4 From this it follows that none of the perspectives on the mind outlined here is inherently right or wrong. Some are useful for some purposes, others for other purposes. This is not much different from saying that using a microscope would not be very helpful to perceive the beauty of a painting by my favorite painter, de Chirico. But the instrument would certainly be useful if I were charged with restoring the paint. So the antagonisms between different schools of thought in psychiatry strikes me as less an issue of being right than of choosing the right tool at the right time.

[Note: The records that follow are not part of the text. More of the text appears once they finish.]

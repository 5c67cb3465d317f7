//! # Blob Store Contract
//!
//! The coordinator never moves file bytes. It asks a `BlobStore` for
//! short-lived capabilities and the caller transfers directly against the
//! backend with them.

use std::fmt;
use std::str::FromStr;
use std::sync::OnceLock;

use chrono::{DateTime, Duration, Utc};
use regex::Regex;
use serde::{Deserialize, Serialize};

use super::errors::{BlobError, BlobResult};

/// Longest object key a backend accepts
pub const MAX_KEY_LEN: usize = 1024;

/// HTTP method a capability authorizes
#[derive(Debug, Clone, Copy, PartialEq, Eq, Hash, Serialize, Deserialize)]
#[serde(rename_all = "UPPERCASE")]
pub enum CapabilityMethod {
    Put,
    Get,
}

impl CapabilityMethod {
    pub fn as_str(&self) -> &'static str {
        match self {
            CapabilityMethod::Put => "PUT",
            CapabilityMethod::Get => "GET",
        }
    }
}

impl fmt::Display for CapabilityMethod {
    fn fmt(&self, f: &mut fmt::Formatter<'_>) -> fmt::Result {
        f.write_str(self.as_str())
    }
}

impl FromStr for CapabilityMethod {
    type Err = BlobError;

    fn from_str(s: &str) -> Result<Self, Self::Err> {
        match s.to_ascii_uppercase().as_str() {
            "PUT" => Ok(CapabilityMethod::Put),
            "GET" => Ok(CapabilityMethod::Get),
            _ => Err(BlobError::InvalidSignature),
        }
    }
}

/// A short-lived, single-object transfer handle
#[derive(Debug, Clone, PartialEq, Eq, Serialize)]
pub struct Capability {
    pub method: CapabilityMethod,
    pub url: String,
    pub namespace: String,
    pub key: String,
    pub expires_at: DateTime<Utc>,
    /// Content type the upload must be sent with (PUT only)
    #[serde(skip_serializing_if = "Option::is_none")]
    pub content_type: Option<String>,
}

/// Backend trait for blob storage
pub trait BlobStore: Send + Sync + fmt::Debug {
    /// Create a namespace; `AlreadyExists` if it is already there
    fn create_namespace(&self, namespace: &str) -> BlobResult<()>;

    /// Check if a namespace is reachable
    fn namespace_exists(&self, namespace: &str) -> BlobResult<bool>;

    /// Mint a PUT capability for one key
    fn issue_upload_capability(
        &self,
        namespace: &str,
        key: &str,
        content_type: &str,
        ttl: Duration,
    ) -> BlobResult<Capability>;

    /// Mint a GET capability for one key
    fn issue_download_capability(
        &self,
        namespace: &str,
        key: &str,
        ttl: Duration,
    ) -> BlobResult<Capability>;

    /// HEAD-style existence check
    fn object_exists(&self, namespace: &str, key: &str) -> BlobResult<bool>;

    /// HEAD-style size lookup; `None` when the object is absent
    fn object_size(&self, namespace: &str, key: &str) -> BlobResult<Option<u64>>;

    /// Delete an object. Deleting a missing object succeeds.
    fn delete_object(&self, namespace: &str, key: &str) -> BlobResult<()>;
}

fn namespace_pattern() -> &'static Regex {
    static PATTERN: OnceLock<Regex> = OnceLock::new();
    PATTERN.get_or_init(|| Regex::new(r"^[a-z0-9][a-z0-9-]{1,61}[a-z0-9]$").expect("valid regex"))
}

/// Check a namespace against S3 bucket naming rules
pub fn validate_namespace(namespace: &str) -> BlobResult<()> {
    if !namespace_pattern().is_match(namespace) || namespace.contains("--") {
        return Err(BlobError::InvalidNamespace(namespace.to_string()));
    }
    Ok(())
}

/// Check that an object key is a relative path with no traversal
pub fn validate_key(key: &str) -> BlobResult<()> {
    let invalid = || BlobError::InvalidKey(key.to_string());

    if key.is_empty() || key.len() > MAX_KEY_LEN {
        return Err(invalid());
    }
    if key.starts_with('/') || key.contains('\\') || key.chars().any(|c| c.is_control()) {
        return Err(invalid());
    }
    if key
        .split('/')
        .any(|segment| segment.is_empty() || segment == "." || segment == "..")
    {
        return Err(invalid());
    }
    Ok(())
}
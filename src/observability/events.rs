//! Observable events
//!
//! Every log line carries one of these as its `event` field.

use std::fmt;

use super::logger::Severity;

#[derive(Debug, Clone, Copy, PartialEq, Eq)]
pub enum Event {
    // Lifecycle
    ConfigLoaded,
    ServerStart,

    // Transfers
    UploadRequested,
    UploadRejected,
    UploadConfirmed,
    DownloadIssued,
    FileDeleted,
    /// Catalog commit failed after the object was written or removed
    MetadataWriteFailed,

    // Provisioning
    NamespaceProvisioned,
    ProvisioningFailed,
    BackendRetry,

    // Sharing
    ShareCreated,
    ShareResolved,
    ShareRejected,
    ShareExtended,
    ShareRevoked,

    // Maintenance
    UsageReconciled,
    UsageDriftCorrected,
}

impl Event {
    pub fn as_str(&self) -> &'static str {
        match self {
            Event::ConfigLoaded => "CONFIG_LOADED",
            Event::ServerStart => "SERVER_START",
            Event::UploadRequested => "UPLOAD_REQUESTED",
            Event::UploadRejected => "UPLOAD_REJECTED",
            Event::UploadConfirmed => "UPLOAD_CONFIRMED",
            Event::DownloadIssued => "DOWNLOAD_ISSUED",
            Event::FileDeleted => "FILE_DELETED",
            Event::MetadataWriteFailed => "METADATA_WRITE_FAILED",
            Event::NamespaceProvisioned => "NAMESPACE_PROVISIONED",
            Event::ProvisioningFailed => "PROVISIONING_FAILED",
            Event::BackendRetry => "BACKEND_RETRY",
            Event::ShareCreated => "SHARE_CREATED",
            Event::ShareResolved => "SHARE_RESOLVED",
            Event::ShareRejected => "SHARE_REJECTED",
            Event::ShareExtended => "SHARE_EXTENDED",
            Event::ShareRevoked => "SHARE_REVOKED",
            Event::UsageReconciled => "USAGE_RECONCILED",
            Event::UsageDriftCorrected => "USAGE_DRIFT_CORRECTED",
        }
    }

    /// Severity the event is logged at
    pub fn severity(&self) -> Severity {
        match self {
            Event::MetadataWriteFailed | Event::ProvisioningFailed => Severity::Error,
            Event::UploadRejected
            | Event::BackendRetry
            | Event::ShareRejected
            | Event::UsageDriftCorrected => Severity::Warn,
            _ => Severity::Info,
        }
    }
}

impl fmt::Display for Event {
    fn fmt(&self, f: &mut fmt::Formatter<'_>) -> fmt::Result {
        f.write_str(self.as_str())
    }
}
//! CLI argument definitions using clap
//!
//! Commands:
//! - cloudvault init --config <path>
//! - cloudvault serve --config <path>
//! - cloudvault reconcile --config <path>
//! - cloudvault issue-token --config <path> --owner <uuid>

use clap::{Parser, Subcommand};
use std::path::PathBuf;
use uuid::Uuid;

/// CloudVault - transfer and quota coordination for file vaults
#[derive(Parser, Debug)]
#[command(name = "cloudvault")]
#[command(version, about, long_about = None)]
pub struct Cli {
    #[command(subcommand)]
    pub command: Command,
}

#[derive(Subcommand, Debug)]
pub enum Command {
    /// Create the data directory layout
    Init {
        #[arg(long, default_value = "./cloudvault.json")]
        config: PathBuf,
    },

    /// Run the HTTP API and the local blob endpoint
    Serve {
        #[arg(long, default_value = "./cloudvault.json")]
        config: PathBuf,
    },

    /// Recompute usage totals and audit backing objects
    Reconcile {
        #[arg(long, default_value = "./cloudvault.json")]
        config: PathBuf,
    },

    /// Mint a bearer token for an owner (development)
    IssueToken {
        #[arg(long, default_value = "./cloudvault.json")]
        config: PathBuf,

        #[arg(long)]
        owner: Uuid,
    },
}

impl Cli {
    pub fn parse_args() -> Self {
        Cli::parse()
    }
}
//! # Bucket Bindings
//!
//! One namespace per owner, created lazily before the first transfer.

use chrono::{DateTime, Utc};
use serde::{Deserialize, Serialize};

use super::OwnerId;

/// Persistent link between an owner and their blob namespace
#[derive(Debug, Clone, PartialEq, Eq, Serialize, Deserialize)]
pub struct BucketBinding {
    pub owner_id: OwnerId,
    pub namespace: String,
    pub created_at: DateTime<Utc>,
}

impl BucketBinding {
    pub fn new(owner_id: OwnerId, namespace: String) -> Self {
        Self {
            owner_id,
            namespace,
            created_at: Utc::now(),
        }
    }
}

/// Deterministic namespace name for an owner, so retries reuse one target
pub fn namespace_for(owner_id: &OwnerId) -> String {
    format!("user-bucket-{}", owner_id.simple())
}

#[cfg(test)]
mod tests {
    use super::*;
    use uuid::Uuid;

    #[test]
    fn test_namespace_is_deterministic() {
        let owner = Uuid::new_v4();
        assert_eq!(namespace_for(&owner), namespace_for(&owner));
        assert_ne!(namespace_for(&owner), namespace_for(&Uuid::new_v4()));
    }

    #[test]
    fn test_namespace_fits_bucket_rules() {
        let name = namespace_for(&Uuid::new_v4());
        assert!(name.len() <= 63);
        assert!(name.chars().all(|c| c.is_ascii_lowercase() || c.is_ascii_digit() || c == '-'));
    }
}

But before we choose that tool, we cannot escape one final philosophical issue. If subjective feelings, intentions, and decisions are indeed reflections of neuronal processes that can be objectively described and predicted, is there any room left for a free will? Or is it, against that background, not at all meaningful to have a dialogue with the patient about choices and their consequences? Maybe the only approach left to us once the neural processes are sufficiently well understood will be that of the police in Philip K. Dick’s short story “The Minority Report” (1956): to predict undesirable behavior, and stop it before it happens?

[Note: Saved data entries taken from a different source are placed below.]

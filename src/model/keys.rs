//! # Names and Object Keys
//!
//! Display names are what the user sees; object keys are what the blob
//! store sees. Keys are derived, never taken from the caller verbatim.

use chrono::Utc;
use uuid::Uuid;

use super::OwnerId;
use crate::errors::{VaultError, VaultResult};

/// Maximum display name length in characters
pub const MAX_NAME_LEN: usize = 255;

/// Maximum length of the sanitized name suffix of an object key
pub const MAX_KEY_SEGMENT_LEN: usize = 128;

const MAX_CONTENT_TYPE_LEN: usize = 255;

/// Validate and normalize a display name (file or folder)
pub fn validate_display_name(name: &str) -> VaultResult<String> {
    let trimmed = name.trim();

    if trimmed.is_empty() {
        return Err(VaultError::InvalidInput("name must not be empty".to_string()));
    }
    if trimmed.chars().count() > MAX_NAME_LEN {
        return Err(VaultError::InvalidInput(format!(
            "name must be at most {} characters",
            MAX_NAME_LEN
        )));
    }
    if trimmed.chars().any(|c| c.is_control()) {
        return Err(VaultError::InvalidInput(
            "name must not contain control characters".to_string(),
        ));
    }
    if trimmed == "." || trimmed == ".." {
        return Err(VaultError::InvalidInput(format!("invalid name: {}", trimmed)));
    }

    Ok(trimmed.to_string())
}

/// Validate a MIME type of the form `type/subtype[; params]`
pub fn validate_content_type(content_type: &str) -> VaultResult<String> {
    let trimmed = content_type.trim();
    let invalid = || VaultError::InvalidInput(format!("invalid content type: {:?}", content_type));

    if trimmed.is_empty() || trimmed.len() > MAX_CONTENT_TYPE_LEN {
        return Err(invalid());
    }
    if trimmed.chars().any(|c| c.is_control() || !c.is_ascii()) {
        return Err(invalid());
    }

    let essence = trimmed.split(';').next().unwrap_or_default().trim();
    let (kind, subtype) = essence.split_once('/').ok_or_else(invalid)?;
    let is_token = |s: &str| {
        !s.is_empty()
            && s.chars()
                .all(|c| c.is_ascii_alphanumeric() || "!#$&-^_.+".contains(c))
    };
    if !is_token(kind) || !is_token(subtype) {
        return Err(invalid());
    }

    Ok(trimmed.to_string())
}

/// Reduce a file name to a key-safe segment.
///
/// Path separators, control characters and anything outside
/// `[A-Za-z0-9._-]` are removed, whitespace runs become one `_`, and
/// leading dots are stripped. The result never contains `/`.
pub fn sanitize_key_segment(name: &str) -> String {
    let mut out = String::with_capacity(name.len());
    let mut pending_space = false;

    for c in name.chars() {
        if c.is_control() {
            continue;
        }
        if c.is_whitespace() {
            pending_space = true;
            continue;
        }
        if c.is_ascii_alphanumeric() || matches!(c, '.' | '-' | '_') {
            if pending_space && !out.is_empty() {
                out.push('_');
            }
            pending_space = false;
            out.push(c);
        }
    }

    let segment: String = out
        .trim_start_matches('.')
        .chars()
        .take(MAX_KEY_SEGMENT_LEN)
        .collect();

    if segment.is_empty() {
        "file".to_string()
    } else {
        segment
    }
}

/// Key prefix under which all of an owner's objects live
pub fn owner_prefix(owner_id: &OwnerId) -> String {
    format!("uploads/{}/", owner_id)
}

/// Derive a fresh, collision-resistant object key for an upload
pub fn derive_object_key(owner_id: &OwnerId, file_name: &str) -> String {
    format!(
        "{}{}-{}-{}",
        owner_prefix(owner_id),
        Utc::now().timestamp_millis(),
        Uuid::new_v4().simple(),
        sanitize_key_segment(file_name)
    )
}

/// Whether `key` is a well-formed key in `owner_id`'s prefix
pub fn key_belongs_to(owner_id: &OwnerId, key: &str) -> bool {
    match key.strip_prefix(&owner_prefix(owner_id)) {
        Some(rest) => !rest.is_empty() && !rest.contains('/') && !rest.starts_with('.'),
        None => false,
    }
}
//! Observability HTTP Routes
//!
//! Liveness and the counter snapshot. Neither requires a bearer token.

use std::sync::Arc;

use axum::{extract::State, http::StatusCode, response::IntoResponse, routing::get, Json, Router};
use serde::Serialize;

use super::server::AppState;
use crate::observability::MetricsSnapshot;

#[derive(Debug, Serialize)]
pub struct HealthResponse {
    pub status: String,
    pub version: String,
}

pub fn observability_routes(state: Arc<AppState>) -> Router {
    Router::new()
        .route("/health", get(health_handler))
        .route("/metrics", get(metrics_handler))
        .with_state(state)
}

async fn health_handler() -> impl IntoResponse {
    let response = HealthResponse {
        status: "ok".to_string(),
        version: env!("CARGO_PKG_VERSION").to_string(),
    };

    (StatusCode::OK, Json(response))
}

async fn metrics_handler(State(state): State<Arc<AppState>>) -> Json<MetricsSnapshot> {
    Json(state.service.metrics().snapshot())
}

#[cfg(test)]
mod tests {
    use super::*;

    #[test]
    fn test_health_response_serialization() {
        let response = HealthResponse {
            status: "ok".to_string(),
            version: "0.1.0".to_string(),
        };

        let json = serde_json::to_string(&response).unwrap();
        assert!(json.contains("ok"));
    }
}
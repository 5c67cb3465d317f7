//! HTTP Server Configuration

use serde::{Deserialize, Serialize};

/// Bind address and CORS settings
#[derive(Debug, Clone, Serialize, Deserialize)]
pub struct HttpServerConfig {
    #[serde(default = "default_host")]
    pub host: String,

    #[serde(default = "default_port")]
    pub port: u16,

    /// Origins allowed by CORS; empty allows none
    #[serde(default = "default_cors_origins")]
    pub cors_origins: Vec<String>,
}

fn default_host() -> String {
    "127.0.0.1".to_string()
}

fn default_port() -> u16 {
    54321
}

fn default_cors_origins() -> Vec<String> {
    vec![
        "http://localhost:5173".to_string(),
        "http://127.0.0.1:5173".to_string(),
    ]
}

impl Default for HttpServerConfig {
    fn default() -> Self {
        Self {
            host: default_host(),
            port: default_port(),
            cors_origins: default_cors_origins(),
        }
    }
}

impl HttpServerConfig {
    pub fn socket_addr(&self) -> String {
        format!("{}:{}", self.host, self.port)
    }
}
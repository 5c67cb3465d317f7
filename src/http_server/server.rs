//! # HTTP Server
//!
//! Combines the vault API, the public share route, the local blob endpoint
//! and health/metrics into one axum router.

use std::net::SocketAddr;
use std::sync::Arc;

use axum::extract::DefaultBodyLimit;
use axum::http::StatusCode;
use axum::{Json, Router};
use serde::Serialize;
use tokio::net::TcpListener;
use tower_http::cors::{AllowOrigin, Any, CorsLayer};

use super::auth::JwtManager;
use super::blob_routes::blob_routes;
use super::config::HttpServerConfig;
use super::observability_routes::observability_routes;
use super::vault_routes::vault_routes;
use crate::blob::LocalBlobStore;
use crate::config::TierConfig;
use crate::errors::{VaultError, VaultResult};
use crate::observability::{log_event_with_fields, Event};
use crate::service::DynVaultService;

/// State shared by every handler
#[derive(Debug)]
pub struct AppState {
    pub service: Arc<DynVaultService>,
    pub jwt: JwtManager,
    /// Present when objects are served by this process
    pub blobs: Option<Arc<LocalBlobStore>>,
}

impl AppState {
    pub fn new(service: Arc<DynVaultService>, blobs: Option<Arc<LocalBlobStore>>) -> Self {
        let jwt = JwtManager::new(&service.config().auth);
        Self { service, jwt, blobs }
    }
}

/// Error body: `{"error", "kind", "code"}`
#[derive(Debug, Serialize)]
pub struct ErrorResponse {
    pub error: String,
    pub kind: String,
    pub code: u16,
}

pub type ApiError = (StatusCode, Json<ErrorResponse>);

pub(crate) fn api_error(err: VaultError) -> ApiError {
    let status = StatusCode::from_u16(err.status_code()).unwrap_or(StatusCode::INTERNAL_SERVER_ERROR);
    let body = ErrorResponse {
        error: err.to_string(),
        kind: err.kind().to_string(),
        code: status.as_u16(),
    };
    (status, Json(body))
}

/// Run a core call off the async runtime. Backend retries sleep.
pub(crate) async fn run_blocking<T, F>(state: &Arc<AppState>, call: F) -> Result<T, ApiError>
where
    T: Send + 'static,
    F: FnOnce(&DynVaultService) -> VaultResult<T> + Send + 'static,
{
    let service = Arc::clone(&state.service);
    tokio::task::spawn_blocking(move || call(&service))
        .await
        .map_err(|e| api_error(VaultError::Internal(format!("worker failed: {}", e))))?
        .map_err(api_error)
}

pub struct HttpServer {
    config: HttpServerConfig,
    router: Router,
}

impl HttpServer {
    pub fn new(state: AppState) -> Self {
        let config = state.service.config().http.clone();
        let router = build_router(Arc::new(state), &config);
        Self { config, router }
    }

    pub fn socket_addr(&self) -> String {
        self.config.socket_addr()
    }

    /// The router (for tests)
    pub fn router(self) -> Router {
        self.router
    }

    pub async fn start(self) -> std::io::Result<()> {
        let addr: SocketAddr = self.config.socket_addr().parse().map_err(|e| {
            std::io::Error::new(std::io::ErrorKind::InvalidInput, format!("invalid address: {}", e))
        })?;

        let listener = TcpListener::bind(addr).await?;
        log_event_with_fields(Event::ServerStart, &[("addr", &addr.to_string())]);
        axum::serve(listener, self.router).await
    }
}

pub fn build_router(state: Arc<AppState>, config: &HttpServerConfig) -> Router {
    let origins: Vec<_> = config
        .cors_origins
        .iter()
        .filter_map(|s| s.parse().ok())
        .collect();
    let cors = CorsLayer::new()
        .allow_origin(AllowOrigin::list(origins))
        .allow_methods(Any)
        .allow_headers(Any);

    let body_limit = blob_body_limit(&state.service.config().tiers);

    Router::new()
        .merge(observability_routes(Arc::clone(&state)))
        .nest("/v1", vault_routes(Arc::clone(&state)))
        .nest(
            "/blob",
            blob_routes(state).layer(DefaultBodyLimit::max(body_limit)),
        )
        .layer(cors)
}

/// The blob endpoint must accept any file some tier admits
fn blob_body_limit(tiers: &TierConfig) -> usize {
    usize::try_from(tiers.largest_file_bytes()).unwrap_or(usize::MAX)
}

#[cfg(test)]
mod tests {
    use super::*;
    use crate::blob::MemoryBlobStore;
    use crate::catalog::LocalCatalog;
    use crate::config::VaultConfig;
    use crate::service::VaultService;

    fn state() -> AppState {
        let blob: Arc<dyn crate::blob::BlobStore> = Arc::new(MemoryBlobStore::new());
        let catalog: Arc<dyn crate::catalog::MetadataCatalog> = Arc::new(LocalCatalog::in_memory());
        let config = VaultConfig::new("/tmp/unused", "s".repeat(32), "j".repeat(32));
        AppState::new(Arc::new(VaultService::new(config, blob, catalog)), None)
    }

    #[test]
    fn test_server_address_from_config() {
        let server = HttpServer::new(state());
        assert_eq!(server.socket_addr(), "127.0.0.1:54321");
    }

    #[test]
    fn test_blob_body_limit_follows_largest_tier() {
        let config = VaultConfig::new("/tmp/unused", "s".repeat(32), "j".repeat(32));
        let limit = blob_body_limit(&config.tiers) as u64;
        assert_eq!(limit, config.tiers.premium.max_file_bytes);
        assert!(limit >= config.tiers.free.max_file_bytes);
    }

    #[test]
    fn test_error_body() {
        let (status, Json(body)) = api_error(VaultError::ShareRevoked);
        assert_eq!(status, StatusCode::GONE);
        assert_eq!(body.kind, "share_revoked");
        assert_eq!(body.code, 410);
    }

    #[test]
    fn test_quota_error_maps_to_insufficient_storage() {
        let (status, _) = api_error(VaultError::QuotaExceeded { requested: 2, remaining: 1 });
        assert_eq!(status, StatusCode::INSUFFICIENT_STORAGE);
    }
}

This is one of the great unresolved questions of philosophy, and I clearly do not aspire to answer it. But I subscribe to a pragmatic approach to this problem that seems logically unassailable, which was proposed by the cognitive scientist and linguist Steven Pinker.
5 Pinker first notes that even if science were in principle able to fully describe and predict the human mind, it is unclear whether this would ever translate into an actual ability to predict behavior with a certainty sufficient to eliminate the perception of a free will. The brain may simply be too complex. But be that as it may, says Pinker, whether people have a free will or not, we all benefit from treating them—and being treated ourselves—as if they do. Pinker uses a drastic example. Let’s say that person X is inclined to kill person Y. If X knows that he is viewed as being devoid of free will, he also knows that once he commits the murder, it will hardly be possible to hold him accountable. His behavior was deterministic—determined by his genes, the environment, or both. He had no choice. But if he knows that we believe all people have a freedom to choose and therefore intend to hold him accountable no matter what, the input to the calculations of his mind becomes different, and the crime is less likely to happen. Thus no matter what we think about the existence of free will and determinism, we all benefit from maintaining the notion that people can choose and take responsibility. Maybe this is an illusion. But, as it turns out, it is one that is both heartwarming and useful—a combination that is hard to argue with.
Having come this far, I hope you are ready to conclude that addiction is a brain disease, while agreeing that this view does nothing to diminish human dignity or to detract from the importance of listening to patients, applying empathy, and feeling their pain. With that, we should be ready to dive into the behavioral phenomena of addiction and the brain circuits that produce them.